Así, en los últimos días hemos publicado el dato de la destrucción de un cementerio de la cultura Lambayeque, situado en el sureste de Chiclayo, a manos de un grupo de huaqueros que había hecho en el lugar 25 pozos para acceder a igual número de tumbas. Por si esto fuese poco, dando cuenta del hecho, el funcionario a cargo de contrarrestar este tipo de actividades en la zona precisó que el robo de tumbas es ahora un problema menor en ella, al menos frente al de las invasiones y al de las empresas que utilizan las huacas como canteras o (luego de la debida nivelación con maquinaria pesada) para instalar campos de cultivo o, por qué no, proyectos de vivienda.
En la teoría, estos monumentos están confiados al cuidado del Estado, quien se asume es el único que tendría verdadero interés en protegerlo. Pero la realidad es que el Estado no se da abasto, ni de lejos, para cubrir los costos que supone no ya mantenerlos o restaurarlos, sino al menos proveerlos de un buen servicio de guardianía. Y esto es algo que el propio Estado parece reconocer, aunque sea solo implícitamente: según cifras del Ministerio de Cultura, el 60% de las huacas existentes en Lima está en riesgo de ser invadido o deteriorado.
Hay que cambiar el enfoque con el que tratamos nuestro patrimonio monumental. El esquema que le da el cuasi monopolio de su cuidado y gestión al Estado para garantizar que sea de “todos” no está funcionando; nuestros monumentos, con algunas pocas excepciones, son más propiedad del polvo y de la decadencia que de “todos”.
Los monumentos que sobreviven al tiempo y en buen estado son aquellos a los que alguien les da algún uso –y, por lo tanto, les saca algún provecho– concreto. Es decir, son los que tienen detrás a una persona o entidad que tiene interés en mantenerlos porque hacerlo le sale a cuenta. Este “alguien” no siempre tiene que ser un privado; hay ejemplos de edificios bien mantenidos por el Estado a los que este da un uso práctico (por ejemplo, el Palacio de Torre Tagle, usado como oficinas y lugar de recepción por el Ministerio de Relaciones Exteriores). Sin embargo, si se va a tratar de salvar a una minoría y no una mayoría de monumentos, la participación privada es ineludible y ello no tendría por qué representar problemas. Hay múltiples provechos privados que pueden obtenerse de un monumento sin excluir por ello su uso público, sino más bien, de hecho, fomentándolo.

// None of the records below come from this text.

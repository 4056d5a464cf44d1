use slalom_core::{MastAngle, MotionCommand, RangeReading, SlalomError, SlalomResult, Vehicle};
use std::collections::VecDeque;
use std::time::Duration;

/// Everything a [`ScriptedVehicle`] was asked to do, in order
#[derive(Debug, Clone, Copy, PartialEq)]
pub enum ScriptedCommand {
    Motion(MotionCommand),
    Aim(MastAngle),
    Measure(MastAngle, RangeReading),
    Pause(Duration),
}

/// Scripted vehicle - deterministic stand-in for hardware
///
/// Every `measure_at` call pops the next reading from a pre-programmed queue,
/// regardless of the requested angle. Running out of readings is an error so a
/// control loop under test cannot spin forever. Pauses are recorded, not slept.
#[derive(Debug, Default)]
pub struct ScriptedVehicle {
    readings: VecDeque<RangeReading>,
    log: Vec<ScriptedCommand>,
}

impl ScriptedVehicle {
    pub fn new() -> Self {
        Self::default()
    }

    /// Create a vehicle that will return `readings` in order
    pub fn with_readings<I, R>(readings: I) -> Self
    where
        I: IntoIterator<Item = R>,
        R: Into<RangeReading>,
    {
        let mut vehicle = Self::new();
        vehicle.push_readings(readings);
        vehicle
    }

    /// Append readings to the end of the script
    pub fn push_readings<I, R>(&mut self, readings: I)
    where
        I: IntoIterator<Item = R>,
        R: Into<RangeReading>,
    {
        self.readings.extend(readings.into_iter().map(Into::into));
    }

    /// Readings not yet consumed
    pub fn remaining(&self) -> usize {
        self.readings.len()
    }

    pub fn log(&self) -> &[ScriptedCommand] {
        &self.log
    }

    pub fn clear_log(&mut self) {
        self.log.clear();
    }

    /// Motion commands only, in order
    pub fn motions(&self) -> Vec<MotionCommand> {
        self.log
            .iter()
            .filter_map(|entry| match entry {
                ScriptedCommand::Motion(command) => Some(*command),
                _ => None,
            })
            .collect()
    }

    /// Angles at which a reading was taken, in order
    pub fn measured_angles(&self) -> Vec<MastAngle> {
        self.log
            .iter()
            .filter_map(|entry| match entry {
                ScriptedCommand::Measure(angle, _) => Some(*angle),
                _ => None,
            })
            .collect()
    }

    /// Sum of all recorded pauses
    pub fn paused_total(&self) -> Duration {
        self.log
            .iter()
            .filter_map(|entry| match entry {
                ScriptedCommand::Pause(duration) => Some(*duration),
                _ => None,
            })
            .sum()
    }

    fn record(&mut self, command: MotionCommand) -> SlalomResult<()> {
        self.log.push(ScriptedCommand::Motion(command));
        Ok(())
    }
}

impl Vehicle for ScriptedVehicle {
    fn name(&self) -> &str {
        "scripted"
    }

    fn drive_forward(&mut self, speed: u8) -> SlalomResult<()> {
        self.record(MotionCommand::Forward(speed))
    }

    fn drive_backward(&mut self, speed: u8) -> SlalomResult<()> {
        self.record(MotionCommand::Backward(speed))
    }

    fn turn_left(&mut self, speed: u8) -> SlalomResult<()> {
        self.record(MotionCommand::TurnLeft(speed))
    }

    fn turn_right(&mut self, speed: u8) -> SlalomResult<()> {
        self.record(MotionCommand::TurnRight(speed))
    }

    fn stop(&mut self) -> SlalomResult<()> {
        self.record(MotionCommand::Stop)
    }

    fn measure_at(&mut self, angle: MastAngle) -> SlalomResult<RangeReading> {
        let reading = self.readings.pop_front().ok_or(SlalomError::ScriptExhausted)?;
        self.log.push(ScriptedCommand::Measure(angle, reading));
        Ok(reading)
    }

    fn aim_mast(&mut self, angle: MastAngle) -> SlalomResult<()> {
        self.log.push(ScriptedCommand::Aim(angle));
        Ok(())
    }

    fn pause(&mut self, duration: Duration) {
        self.log.push(ScriptedCommand::Pause(duration));
    }
}
use crate::algorithms::turn_decision::TurnDecision;
use crate::nodes::navigator::{NavigationReport, ObstacleNavigator};
use slalom_core::{ControlConfig, SlalomResult, Vehicle};
use tracing::info;

/// Reports from every obstacle handled, in course order
#[derive(Debug, Clone, Default, PartialEq)]
pub struct CourseReport {
    pub obstacles: Vec<NavigationReport>,
}

impl CourseReport {
    pub fn len(&self) -> usize {
        self.obstacles.len()
    }

    pub fn is_empty(&self) -> bool {
        self.obstacles.is_empty()
    }

    pub fn decisions(&self) -> Vec<TurnDecision> {
        self.obstacles.iter().map(|r| r.survey.decision).collect()
    }

    /// How many obstacles ended in the given decision
    pub fn count(&self, decision: TurnDecision) -> usize {
        self.obstacles
            .iter()
            .filter(|r| r.survey.decision == decision)
            .count()
    }
}

/// Course Runner - handle a fixed number of obstacles in sequence
///
/// Each obstacle gets a fresh call to the navigator; the only thing linking
/// them is the vehicle's physical heading. The first error ends the course.
pub struct CourseRunner {
    navigator: ObstacleNavigator,
    obstacles: u32,
}

impl CourseRunner {
    /// Fails if `config` does not validate
    pub fn new(config: &ControlConfig, obstacles: u32) -> SlalomResult<Self> {
        Ok(Self {
            navigator: ObstacleNavigator::new(config)?,
            obstacles,
        })
    }

    pub fn obstacles(&self) -> u32 {
        self.obstacles
    }

    pub fn run(&self, vehicle: &mut dyn Vehicle) -> SlalomResult<CourseReport> {
        self.run_with(vehicle, |_, _| {})
    }

    /// Run the course, calling `on_obstacle` after each obstacle is cleared
    pub fn run_with<F>(&self, vehicle: &mut dyn Vehicle, mut on_obstacle: F) -> SlalomResult<CourseReport>
    where
        F: FnMut(u32, &NavigationReport),
    {
        let mut report = CourseReport::default();

        for index in 1..=self.obstacles {
            info!(obstacle = index, total = self.obstacles, "navigating obstacle");
            let obstacle = self.navigator.navigate(vehicle)?;
            on_obstacle(index, &obstacle);
            report.obstacles.push(obstacle);
        }

        info!(obstacles = report.len(), "course complete");
        Ok(report)
    }
}
//! Turn decision
//!
//! Compares the left and right clearance estimates and picks a turn direction.
//! The vehicle turns away from the side whose arc scanned the *shorter* mean
//! distance: left < right turns right, right < left turns left. Equal estimates
//! (including two all-sentinel arcs) yield [`TurnDecision::Undecided`] and the
//! vehicle does not turn.
//!
//! # Example
//!
//! ```rust
//! use slalom_library::algorithms::clearance::ClearanceEstimate;
//! use slalom_library::algorithms::turn_decision::{decide, TurnDecision};
//!
//! let left = ClearanceEstimate::from_cm(80.0);
//! let right = ClearanceEstimate::from_cm(30.0);
//!
//! assert_eq!(decide(left, right), TurnDecision::Left);
//! assert_eq!(decide(right, left), TurnDecision::Right);
//! ```

use crate::algorithms::clearance::ClearanceEstimate;
use std::fmt;

/// Outcome of comparing both sides
#[derive(Debug, Clone, Copy, PartialEq, Eq, Hash)]
pub enum TurnDecision {
    Left,
    Right,
    /// Both sides measured exactly the same; no turn is made
    Undecided,
}

impl TurnDecision {
    /// The decision with left and right exchanged
    pub fn mirrored(self) -> Self {
        match self {
            TurnDecision::Left => TurnDecision::Right,
            TurnDecision::Right => TurnDecision::Left,
            TurnDecision::Undecided => TurnDecision::Undecided,
        }
    }
}

impl fmt::Display for TurnDecision {
    fn fmt(&self, f: &mut fmt::Formatter<'_>) -> fmt::Result {
        match self {
            TurnDecision::Left => write!(f, "left"),
            TurnDecision::Right => write!(f, "right"),
            TurnDecision::Undecided => write!(f, "undecided"),
        }
    }
}

/// Pick a turn direction from the left and right clearance estimates
pub fn decide(left: ClearanceEstimate, right: ClearanceEstimate) -> TurnDecision {
    if left < right {
        TurnDecision::Right
    } else if right < left {
        TurnDecision::Left
    } else {
        TurnDecision::Undecided
    }
}

#[cfg(test)]
mod tests {
    use super::*;

    fn cm(value: f64) -> ClearanceEstimate {
        ClearanceEstimate::from_cm(value)
    }

    #[test]
    fn test_left_shorter_turns_right() {
        assert_eq!(decide(cm(30.0), cm(80.0)), TurnDecision::Right);
    }

    #[test]
    fn test_right_shorter_turns_left() {
        assert_eq!(decide(cm(80.0), cm(30.0)), TurnDecision::Left);
    }

    #[test]
    fn test_tie_is_undecided() {
        for value in [0.0, 19.5, 100.0, 1e6] {
            assert_eq!(decide(cm(value), cm(value)), TurnDecision::Undecided);
        }
    }

    #[test]
    fn test_swap_mirrors_decision() {
        let pairs = [(10.0, 20.0), (55.5, 55.4), (100.0, 100.0), (0.0, 400.0)];
        for (l, r) in pairs {
            assert_eq!(decide(cm(l), cm(r)), decide(cm(r), cm(l)).mirrored());
        }
    }

    #[test]
    fn test_tiny_difference_still_decides() {
        assert_eq!(decide(cm(50.0), cm(50.000001)), TurnDecision::Right);
    }

    #[test]
    fn test_nan_is_undecided() {
        assert_eq!(decide(cm(f64::NAN), cm(10.0)), TurnDecision::Undecided);
    }
}
use slalom_core::{MotionCommand, SlalomResult, Vehicle};
use std::time::Duration;
use tracing::debug;

/// One timed move of the closing dance
#[derive(Debug, Clone, Copy, PartialEq, Eq)]
pub struct FinaleStep {
    pub command: MotionCommand,
    pub hold: Duration,
}

impl FinaleStep {
    pub const fn new(command: MotionCommand, hold: Duration) -> Self {
        Self { command, hold }
    }
}

/// Finale - a short back-and-forth shuffle after the last obstacle
///
/// Purely cosmetic; it reads no sensors. The table always ends with a stop.
pub struct Finale {
    steps: Vec<FinaleStep>,
}

impl Finale {
    pub fn new(speed: u8) -> Self {
        use MotionCommand::{Backward, Forward, Stop};

        let table: [(MotionCommand, u64); 12] = [
            (Forward(speed), 2500),
            (Backward(speed), 500),
            (Forward(speed), 250),
            (Backward(speed), 250),
            (Forward(speed), 250),
            (Stop, 500),
            (Forward(speed), 500),
            (Backward(speed), 500),
            (Forward(speed), 250),
            (Backward(speed), 250),
            (Forward(speed), 250),
            (Stop, 0),
        ];

        Self {
            steps: table
                .into_iter()
                .map(|(command, ms)| FinaleStep::new(command, Duration::from_millis(ms)))
                .collect(),
        }
    }

    pub fn steps(&self) -> &[FinaleStep] {
        &self.steps
    }

    /// Total time the dance takes
    pub fn duration(&self) -> Duration {
        self.steps.iter().map(|step| step.hold).sum()
    }

    pub fn perform(&self, vehicle: &mut dyn Vehicle) -> SlalomResult<()> {
        debug!(steps = self.steps.len(), "finale");
        for step in &self.steps {
            vehicle.apply(step.command)?;
            if !step.hold.is_zero() {
                vehicle.pause(step.hold);
            }
        }
        Ok(())
    }
}

#[cfg(test)]
mod tests {
    use super::*;
    use crate::drivers::scripted::ScriptedVehicle;

    #[test]
    fn test_choreography() {
        let finale = Finale::new(10);
        let mut vehicle = ScriptedVehicle::new();

        finale.perform(&mut vehicle).unwrap();

        let motions = vehicle.motions();
        assert_eq!(motions.len(), 12);
        assert_eq!(motions[0], MotionCommand::Forward(10));
        assert_eq!(motions[1], MotionCommand::Backward(10));
        assert_eq!(motions[5], MotionCommand::Stop);
        assert_eq!(motions.last(), Some(&MotionCommand::Stop));
        assert_eq!(vehicle.paused_total(), Duration::from_millis(6000));
        assert_eq!(vehicle.remaining(), 0);
    }

    #[test]
    fn test_duration() {
        assert_eq!(Finale::new(30).duration(), Duration::from_secs(6));
    }

    #[test]
    fn test_uses_given_speed() {
        let finale = Finale::new(40);
        assert!(finale.steps().iter().all(|step| match step.command {
            MotionCommand::Forward(speed) | MotionCommand::Backward(speed) => speed == 40,
            _ => true,
        }));
    }
}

Así, por ejemplo, un “uso privado” de un monumento puede ser el de museo, en el que las ganancias del concesionario provienen de las entradas de los visitantes; el de la comercialización exclusiva de productos relacionados con la imagen del monumento; el de la realización de eventos (cuando ello es posible sin perjudicar el lugar); o a veces, incluso, simplemente el de tener una cercanía y vistas privilegiadas al mismo (como en el exitoso caso del restaurante situado en la huaca Huallamarca, en Miraflores).
El punto es, como decíamos, que alguien más que “el público en general” gane algo por gastar en mantener el monumento y protegerlo. Porque, por mucho que pueda gozar de él, ya se sabe que “el público en general” no va a ir a ocuparse de la restauración, gestión y mantenimiento de nuestro monumento. Y que el Estado que lo representa tampoco puede hacerlo por sí solo (más que para una minoría de lugares).
Ha llegado el momento de dejar atrás el esquema mental que asimila lo cultural a lo estatal. No solo es verdad que la cultura puede ser negocio, sino que para ella es buen negocio serlo.